> [Try it]:
You are to retype exactly the line with "if let Some(output)" and every line after it in the entries below.

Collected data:

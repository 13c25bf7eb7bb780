/// Put the pipeline stages together: load battles, build features, train, predict, write the submission.
use std::path::Path;

use clap::{Parser, Subcommand};

mod config;
mod error;
mod features;
mod io;
mod model;
mod preprocess;
mod report;
mod submission;
mod vocabulary;

use config::Config;
use error::Result;

#[derive(Parser)]
#[command(name = "battle-predictor")]
#[command(about = "Predicts battle winners from turn-by-turn battle logs", long_about = None)]
struct Cli {
    /// Config file path
    #[arg(short, long, default_value = "config.toml")]
    config: String,

    /// Enable verbose logging
    #[arg(short, long)]
    verbose: bool,

    #[command(subcommand)]
    command: Commands,
}

#[derive(Subcommand)]
enum Commands {
    /// Train on train.jsonl, predict test.jsonl and write the submission
    Run {
        /// Directory containing input/<competition>/
        #[arg(long)]
        input_prefix: Option<String>,
        /// Submission csv path
        #[arg(long)]
        output: Option<String>,
        /// Skip the coefficient chart
        #[arg(long)]
        no_plot: bool,
    },
    /// Export the prepared feature table of one jsonl file as csv
    Features {
        input: String,
        output: String,
        /// Build the vocabulary from this file instead of the input
        #[arg(long)]
        vocabulary_from: Option<String>,
    },
    /// Print the vocabularies found in a jsonl file
    Vocab { input: String },
    /// Write a default config file
    Init,
}

fn main() {
    let cli = Cli::parse();

    let log_level = if cli.verbose { "debug" } else { "info" };
    env_logger::Builder::from_env(env_logger::Env::default().default_filter_or(log_level))
        .format_timestamp(None)
        .init();

    let config = if Path::new(&cli.config).exists() {
        match Config::load(&cli.config) {
            Ok(c) => c,
            Err(e) => {
                eprintln!("Error loading config: {}", e);
                std::process::exit(1);
            }
        }
    } else {
        Config::default()
    };

    let result = match cli.command {
        Commands::Run {
            input_prefix,
            output,
            no_plot,
        } => commands::run(config, input_prefix, output, no_plot),
        Commands::Features {
            input,
            output,
            vocabulary_from,
        } => commands::features(&config, &input, &output, vocabulary_from.as_deref()),
        Commands::Vocab { input } => commands::vocab(&input),
        Commands::Init => commands::init(&cli.config),
    };

    if let Err(e) = result {
        eprintln!("Error: {}", e);
        std::process::exit(1);
    }
}

mod commands {
    use super::*;
    use crate::io::{get_train_test, load_jsonl, BattleRecord};
    use crate::model::{holdout_accuracy, train_classifier};
    use crate::preprocess::{prepare, scaled_columns, FeatureTable, ScalerFit};
    use crate::report::{plot_importances, print_importances};
    use crate::submission::{build_submission, write_submission, SubmissionRow};
    use crate::vocabulary::Vocabulary;

    pub fn init(config_path: &str) -> Result<()> {
        Config::default().save(config_path)?;
        println!("Created default config at {}", config_path);
        Ok(())
    }

    /// Vocabulary comes from the training battles only and is applied to both tables.
    pub fn build_tables(
        config: &Config,
        train: &[BattleRecord],
        test: &[BattleRecord],
    ) -> Result<(FeatureTable, FeatureTable)> {
        let vocab = Vocabulary::from_battles(train);
        let options = config.features.options();
        let columns = scaled_columns(config.features.scale_damage);

        let (train_df, scaler) = prepare(train, &vocab, &options, &columns, None)?;
        let reuse = match config.features.scaler_fit {
            ScalerFit::Train => Some(&scaler),
            ScalerFit::PerTable => None,
        };
        let (test_df, _) = prepare(test, &vocab, &options, &columns, reuse)?;
        Ok((train_df, test_df))
    }

    /// Fit on the training table and pair every test battle with its predicted winner.
    pub fn predict_submission(
        config: &Config,
        train_df: &FeatureTable,
        test_df: &FeatureTable,
    ) -> Result<(Vec<SubmissionRow>, Vec<(String, f64)>, f64)> {
        if train_df.is_empty() {
            return Err(crate::error::BattleError::Classifier(
                "training set is empty".to_string(),
            ));
        }
        // hold-out is only reported; a failed split falls through to the full fit
        if let Err(e) = holdout_accuracy(train_df, &config.model) {
            log::warn!("Skipping hold-out accuracy: {}", e);
        }
        let clf = train_classifier(train_df, &config.model)?;
        let predictions = clf.predict(test_df);
        let rows = build_submission(test_df, &predictions)?;
        Ok((rows, clf.coefficients(), clf.intercept()))
    }

    pub fn run(
        mut config: Config,
        input_prefix: Option<String>,
        output: Option<String>,
        no_plot: bool,
    ) -> Result<()> {
        if let Some(prefix) = input_prefix {
            config.data.input_prefix = prefix;
        }
        if let Some(output) = output {
            config.data.output = output;
        }

        let (train, test) = get_train_test(&config.data.input_prefix, &config.data.competition)?;
        let (train_df, test_df) = build_tables(&config, &train, &test)?;
        let (rows, coefs, intercept) = predict_submission(&config, &train_df, &test_df)?;
        write_submission(&config.data.output, &rows)?;

        print_importances(&coefs, intercept);
        if !no_plot {
            plot_importances(
                &coefs,
                config.model.top_features,
                Path::new(&config.model.plot_path),
            )?;
        }
        Ok(())
    }

    pub fn features(
        config: &Config,
        input: &str,
        output: &str,
        vocabulary_from: Option<&str>,
    ) -> Result<()> {
        let battles = load_jsonl(input)?;
        let vocab = match vocabulary_from {
            Some(path) => Vocabulary::from_battles(&load_jsonl(path)?),
            None => Vocabulary::from_battles(&battles),
        };
        let columns = scaled_columns(config.features.scale_damage);
        let (table, _) = prepare(&battles, &vocab, &config.features.options(), &columns, None)?;
        table.write_csv(output)
    }

    pub fn vocab(input: &str) -> Result<()> {
        let vocab = Vocabulary::from_battles(&load_jsonl(input)?);
        for (name, values) in vocab.sections() {
            println!("{} ({}):", name, values.len());
            for value in values {
                println!("  {}", value);
            }
        }
        Ok(())
    }
}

> [Solved exercise]:
        if let Some(output) = output {
            config.data.output = output;
        }

        let (train, test) = get_train_test(&config.data.input_prefix, &config.data.competition)?;
        let (train_df, test_df) = build_tables(&config, &train, &test)?;
        let (rows, coefs, intercept) = predict_submission(&config, &train_df, &test_df)?;
        write_submission(&config.data.output, &rows)?;

        print_importances(&coefs, intercept);
        if !no_plot {
            plot_importances(
                &coefs,
                config.model.top_features,
                Path::new(&config.model.plot_path),
            )?;
        }
        Ok(())
    }

    pub fn features(
        config: &Config,
        input: &str,
        output: &str,
        vocabulary_from: Option<&str>,
    ) -> Result<()> {
        let battles = load_jsonl(input)?;
        let vocab = match vocabulary_from {
            Some(path) => Vocabulary::from_battles(&load_jsonl(path)?),
            None => Vocabulary::from_battles(&battles),
        };
        let columns = scaled_columns(config.features.scale_damage);
        let (table, _) = prepare(&battles, &vocab, &config.features.options(), &columns, None)?;
        table.write_csv(output)
    }

    pub fn vocab(input: &str) -> Result<()> {
        let vocab = Vocabulary::from_battles(&load_jsonl(input)?);
        for (name, values) in vocab.sections() {
            println!("{} ({}):", name, values.len());
            for value in values {
                println!("  {}", value);
            }
        }
        Ok(())
    }
}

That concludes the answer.